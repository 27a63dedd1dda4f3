use crate::error::MachineError;
use crate::flags::Flag;
use crate::registers::Word;

/// Operations handled by the arithmetic/logic unit.
///
/// Discriminants are the raw opcode bytes. Every ALU opcode has bit 5 set.
#[derive(Clone, Copy, Debug, PartialEq, Eq)]
#[allow(clippy::upper_case_acronyms)]
pub enum AluOp {
    ADD = 0b1010_0000,
    SUB = 0b1010_0001,
    MUL = 0b1010_0010,
    DIV = 0b1010_0011,
    MOD = 0b1010_0100,
    CMP = 0b1010_0111,
    AND = 0b1010_1000,
    /// Unary, second operand is ignored
    NOT = 0b0110_1001,
    OR = 0b1010_1010,
    XOR = 0b1010_1011,
    SHL = 0b1010_1100,
    SHR = 0b1010_1101,
}

/// Where the result of an ALU operation goes.
#[derive(Clone, Copy, Debug, PartialEq, Eq)]
pub enum Outcome {
    /// Written back into the first operand register
    Value(Word),
    /// Written to the flags register only
    Flag(Flag),
}

impl AluOp {
    const ALL: [AluOp; 12] = [
        Self::ADD,
        Self::SUB,
        Self::MUL,
        Self::DIV,
        Self::MOD,
        Self::CMP,
        Self::AND,
        Self::NOT,
        Self::OR,
        Self::XOR,
        Self::SHL,
        Self::SHR,
    ];

    pub fn from_opcode(opcode: u8) -> Option<Self> {
        Self::ALL.into_iter().find(|op| *op as u8 == opcode)
    }

    pub fn name(self) -> &'static str {
        match self {
            Self::ADD => "ADD",
            Self::SUB => "SUB",
            Self::MUL => "MUL",
            Self::DIV => "DIV",
            Self::MOD => "MOD",
            Self::CMP => "CMP",
            Self::AND => "AND",
            Self::NOT => "NOT",
            Self::OR => "OR",
            Self::XOR => "XOR",
            Self::SHL => "SHL",
            Self::SHR => "SHR",
        }
    }

    /// Apply the operation to the values of two registers.
    pub fn apply(self, a: Word, b: Word) -> Result<Outcome, MachineError> {
        let value = match self {
            Self::ADD => a.wrapping_add(b),
            Self::SUB => a.wrapping_sub(b),
            Self::MUL => a.wrapping_mul(b),
            Self::DIV => a.checked_div(b).ok_or(MachineError::DivisionByZero)?,
            Self::MOD => a.checked_rem(b).ok_or(MachineError::DivisionByZero)?,
            Self::CMP => return Ok(Outcome::Flag(Flag::from((a as i8).cmp(&(b as i8))))),
            Self::AND => a & b,
            Self::NOT => !a,
            Self::OR => a | b,
            Self::XOR => a ^ b,
            // Logical shifts; shifting out every bit leaves zero
            Self::SHL => a.checked_shl(b as u32).unwrap_or(0),
            Self::SHR => a.checked_shr(b as u32).unwrap_or(0),
        };
        Ok(Outcome::Value(value))
    }
}
use std::sync::OnceLock;

/// Settings taken from environment variables, read once at startup.
#[derive(Clone, Copy, Debug, Default, PartialEq, Eq)]
struct Env {
    /// `LS8_TRACE`
    trace: bool,
    /// `LS8_MINIMAL`
    minimal: bool,
}

/// Must only be set within `init`
static ENV: OnceLock<Env> = OnceLock::new();

pub fn init() {
    let value = Env {
        trace: is_set(std::env::var("LS8_TRACE").ok().as_deref()),
        minimal: is_set(std::env::var("LS8_MINIMAL").ok().as_deref()),
    };
    assert!(
        ENV.set(value).is_ok(),
        "tried to initialize environment state multiple times"
    );
}

/// Trace every instruction, like `--trace`.
pub fn trace() -> bool {
    get().trace
}

/// Plain output, like `--minimal`.
pub fn minimal() -> bool {
    get().minimal
}

fn get() -> &'static Env {
    ENV.get().unwrap_or_else(|| {
        panic!("tried to access environment state before initialization");
    })
}

fn is_set(value: Option<&str>) -> bool {
    matches!(value, Some("1" | "true" | "yes"))
}
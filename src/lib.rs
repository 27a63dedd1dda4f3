// Loading
mod loader;
pub use loader::parse_image;

// Running
mod machine;
pub use machine::{Machine, RunState, SP_INIT};
pub mod alu;
pub mod flags;
pub mod isa;
pub mod memory;
pub mod output;
pub mod registers;

pub mod error;
pub use error::MachineError;

pub mod env;

/// Amount of lines to show as context, each side of focus line (line containing span).
pub const DIAGNOSTIC_CONTEXT_LINES: usize = 4;
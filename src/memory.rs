use crate::error::MachineError;

/// LS-8 can address 256 bytes of memory.
pub const MEMORY_MAX: usize = 0x100;

/// Flat byte-addressed memory, shared by code, data and the stack.
#[derive(Clone)]
pub struct Memory {
    cells: [u8; MEMORY_MAX],
}

impl Memory {
    pub fn new() -> Self {
        Self {
            cells: [0; MEMORY_MAX],
        }
    }

    /// Copy a program image into memory, starting at address 0.
    pub fn from_image(image: &[u8]) -> Result<Self, MachineError> {
        if image.len() > MEMORY_MAX {
            return Err(MachineError::OutOfBounds {
                address: image.len(),
            });
        }
        let mut memory = Self::new();
        memory.cells[..image.len()].copy_from_slice(image);
        Ok(memory)
    }

    pub fn read(&self, address: usize) -> Result<u8, MachineError> {
        self.cells
            .get(address)
            .copied()
            .ok_or(MachineError::OutOfBounds { address })
    }

    pub fn write(&mut self, address: usize, value: u8) -> Result<(), MachineError> {
        let cell = self
            .cells
            .get_mut(address)
            .ok_or(MachineError::OutOfBounds { address })?;
        *cell = value;
        Ok(())
    }

    /// Read without failing, for diagnostics only.
    pub fn peek(&self, address: usize) -> Option<u8> {
        self.cells.get(address).copied()
    }
}

impl Default for Memory {
    fn default() -> Self {
        Self::new()
    }
}
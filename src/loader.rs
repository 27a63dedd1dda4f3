use miette::{NamedSource, Result, SourceSpan};

use crate::error;
use crate::memory::MEMORY_MAX;

/// Parse a textual program image into bytes, loaded from address 0.
///
/// Every line holds at most one instruction byte written as a binary literal.
/// Anything after `#` is a comment. Lines left empty are skipped without
/// taking up an address.
pub fn parse_image(name: &str, src: &str) -> Result<Vec<u8>> {
    let mut image = Vec::new();
    let mut offset = 0;

    for line in src.split_inclusive('\n') {
        let start = offset;
        offset += line.len();

        let code = line.split('#').next().unwrap_or_default();
        let literal = code.trim();
        if literal.is_empty() {
            continue;
        }
        let span = SourceSpan::from((start + code.len() - code.trim_start().len(), literal.len()));

        let Some(byte) = parse_binary(literal) else {
            return Err(error::load_bad_literal(span, named(name, src)));
        };
        if image.len() == MEMORY_MAX {
            return Err(error::load_too_large(span, named(name, src), MEMORY_MAX));
        }
        image.push(byte);
    }
    Ok(image)
}

/// 1 to 8 binary digits, nothing else.
fn parse_binary(literal: &str) -> Option<u8> {
    if literal.len() > 8 || !literal.chars().all(|ch| ch == '0' || ch == '1') {
        return None;
    }
    u8::from_str_radix(literal, 2).ok()
}

fn named(name: &str, src: &str) -> NamedSource<String> {
    NamedSource::new(name, src.to_string())
}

============================================================

» **Exercise aim**: Lines of the listing above that contain the word "output" should all be returned.

» **Answer box**:
/// Plain output, like `--minimal`.
pub mod output;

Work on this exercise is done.